Saved entries
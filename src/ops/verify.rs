// SPDX-License-Identifier: MIT OR Apache-2.0

//! Verifier: re-hash the live tree against the latest reconstructed state.
//!
//! Classification of drift:
//! - **mismatched** — live bytes differ from the recorded digest;
//! - **missing** — recorded in the backup, absent from the live tree;
//! - **untracked** — on disk but not in the state, created after the last
//!   backup (ctime newer than the latest generation);
//! - **unknown** — on disk but not in the state and older than the last
//!   backup: corruption or configuration drift.

use anyhow::{bail, Context, Result};
use colored::{Color, Colorize};
use serde::Serialize;
use std::collections::{BTreeMap, BTreeSet};
use std::path::Path;

use crate::catalog::state::BackupState;
use crate::catalog::Catalog;
use crate::cli::OutputFormat;
use crate::hashing;
use crate::output;
use crate::scanner;

use super::RunContext;

#[derive(Debug, Default, Serialize, PartialEq, Eq)]
pub struct VerifyReport {
    pub checked: usize,
    pub mismatched: Vec<String>,
    pub missing: Vec<String>,
    pub untracked: Vec<String>,
    pub unknown: Vec<String>,
}

impl VerifyReport {
    pub fn is_clean(&self) -> bool {
        self.mismatched.is_empty()
            && self.missing.is_empty()
            && self.untracked.is_empty()
            && self.unknown.is_empty()
    }
}

pub fn run(ctx: &RunContext) -> Result<()> {
    let catalog = Catalog::discover(&ctx.archive_dir, None)
        .with_context(|| format!("cannot enumerate {}", ctx.archive_dir.display()))?;
    let Some((_, latest_time)) = catalog.latest() else {
        bail!("no generations to verify against");
    };
    let state = BackupState::fold(&catalog, &ctx.archive_dir)?;
    let fresh = scanner::scan(&ctx.profile)?;

    let report = check(&state, &fresh, &ctx.profile.source_root, latest_time);

    match ctx.format {
        OutputFormat::Json => output::print_json(&report)?,
        OutputFormat::Text => print_text(&report, ctx.silent),
    }
    Ok(())
}

fn check(
    state: &BackupState,
    fresh: &BTreeMap<String, i64>,
    source_root: &Path,
    latest_time: i64,
) -> VerifyReport {
    let mut current: BTreeSet<String> = fresh.keys().cloned().collect();
    let mut report = VerifyReport {
        checked: state.len(),
        ..VerifyReport::default()
    };

    for (path, record) in &state.files {
        current.remove(path);
        match hashing::hash_file(&source_root.join(path)) {
            Ok(sha) if sha == record.sha => {}
            Ok(_) => report.mismatched.push(path.clone()),
            Err(e) => {
                if is_not_found(&e) {
                    report.missing.push(path.clone());
                } else {
                    tracing::warn!("cannot verify {path}: {e:#}");
                }
            }
        }
    }

    for path in current {
        let newer = ctime_secs(&source_root.join(&path)).map_or(false, |t| t > latest_time);
        if newer {
            report.untracked.push(path);
        } else {
            report.unknown.push(path);
        }
    }
    report
}

fn is_not_found(e: &anyhow::Error) -> bool {
    e.root_cause()
        .downcast_ref::<std::io::Error>()
        .map_or(false, |io| io.kind() == std::io::ErrorKind::NotFound)
}

#[cfg(unix)]
fn ctime_secs(path: &Path) -> Option<i64> {
    use std::os::unix::fs::MetadataExt;
    std::fs::metadata(path).ok().map(|m| m.ctime())
}

#[cfg(not(unix))]
fn ctime_secs(path: &Path) -> Option<i64> {
    let meta = std::fs::metadata(path).ok()?;
    let t = meta.created().or_else(|_| meta.modified()).ok()?;
    t.duration_since(std::time::UNIX_EPOCH)
        .ok()
        .map(|d| d.as_secs() as i64)
}

fn print_text(report: &VerifyReport, silent: bool) {
    if report.is_clean() {
        println!(
            "{} all {} files verified",
            "✓".green(),
            report.checked
        );
        return;
    }
    output::print_group(
        "mismatched hash",
        Color::Red,
        &report.mismatched,
        usize::MAX,
        silent,
    );
    output::print_group(
        "missing (exist only in backup)",
        Color::Red,
        &report.missing,
        usize::MAX,
        silent,
    );
    output::print_group(
        "unknown (exist only on disk)",
        Color::Yellow,
        &report.unknown,
        usize::MAX,
        silent,
    );
    if !report.untracked.is_empty() {
        println!(
            "{} files added after the last backup (untracked)",
            report.untracked.len()
        );
    }
}

#[cfg(test)]
mod tests {
    use super::*;
    use crate::catalog::state::FileRecord;

    fn state_entry(state: &mut BackupState, path: &str, sha: [u8; 32]) {
        state.files.insert(
            path.to_string(),
            FileRecord {
                mtime: 1000,
                sha,
                archive: "0000000000".to_string(),
                compressed: true,
                origin: None,
            },
        );
    }

    #[test]
    fn classifies_mismatch_missing_untracked_and_unknown() {
        let dir = tempfile::tempdir().expect("tempdir");
        std::fs::write(dir.path().join("good.txt"), b"good").expect("write");
        std::fs::write(dir.path().join("bad.txt"), b"tampered").expect("write");
        std::fs::write(dir.path().join("extra.txt"), b"extra").expect("write");

        let good_sha = hashing::hash_file(&dir.path().join("good.txt")).expect("hash");
        let mut state = BackupState::default();
        state_entry(&mut state, "good.txt", good_sha);
        state_entry(&mut state, "bad.txt", [1; 32]);
        state_entry(&mut state, "gone.txt", [2; 32]);

        let fresh: BTreeMap<String, i64> = [
            ("good.txt".to_string(), 0),
            ("bad.txt".to_string(), 0),
            ("extra.txt".to_string(), 0),
        ]
        .into();

        // last backup far in the past: extra.txt counts as untracked
        let report = check(&state, &fresh, dir.path(), 0);
        assert_eq!(report.mismatched, vec!["bad.txt"]);
        assert_eq!(report.missing, vec!["gone.txt"]);
        assert_eq!(report.untracked, vec!["extra.txt"]);
        assert!(report.unknown.is_empty());

        // last backup in the future: the same file is unknown
        let report = check(&state, &fresh, dir.path(), i64::MAX);
        assert_eq!(report.unknown, vec!["extra.txt"]);
        assert!(report.untracked.is_empty());
    }

    #[test]
    fn clean_tree_reports_clean() {
        let dir = tempfile::tempdir().expect("tempdir");
        std::fs::write(dir.path().join("a.txt"), b"bytes").expect("write");
        let sha = hashing::hash_file(&dir.path().join("a.txt")).expect("hash");
        let mut state = BackupState::default();
        state_entry(&mut state, "a.txt", sha);

        let fresh: BTreeMap<String, i64> = [("a.txt".to_string(), 0)].into();
        let report = check(&state, &fresh, dir.path(), 0);
        assert!(report.is_clean());
        assert_eq!(report.checked, 1);
    }
}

**DESCRIPTION OF THE TASK:** If a line of the entries holds the word "crate", copy it out.

**EXERCISE OUTPUT:**
use crate::catalog::state::BackupState;
use crate::catalog::Catalog;
use crate::cli::OutputFormat;
use crate::hashing;
use crate::output;
use crate::scanner;
    use crate::catalog::state::FileRecord;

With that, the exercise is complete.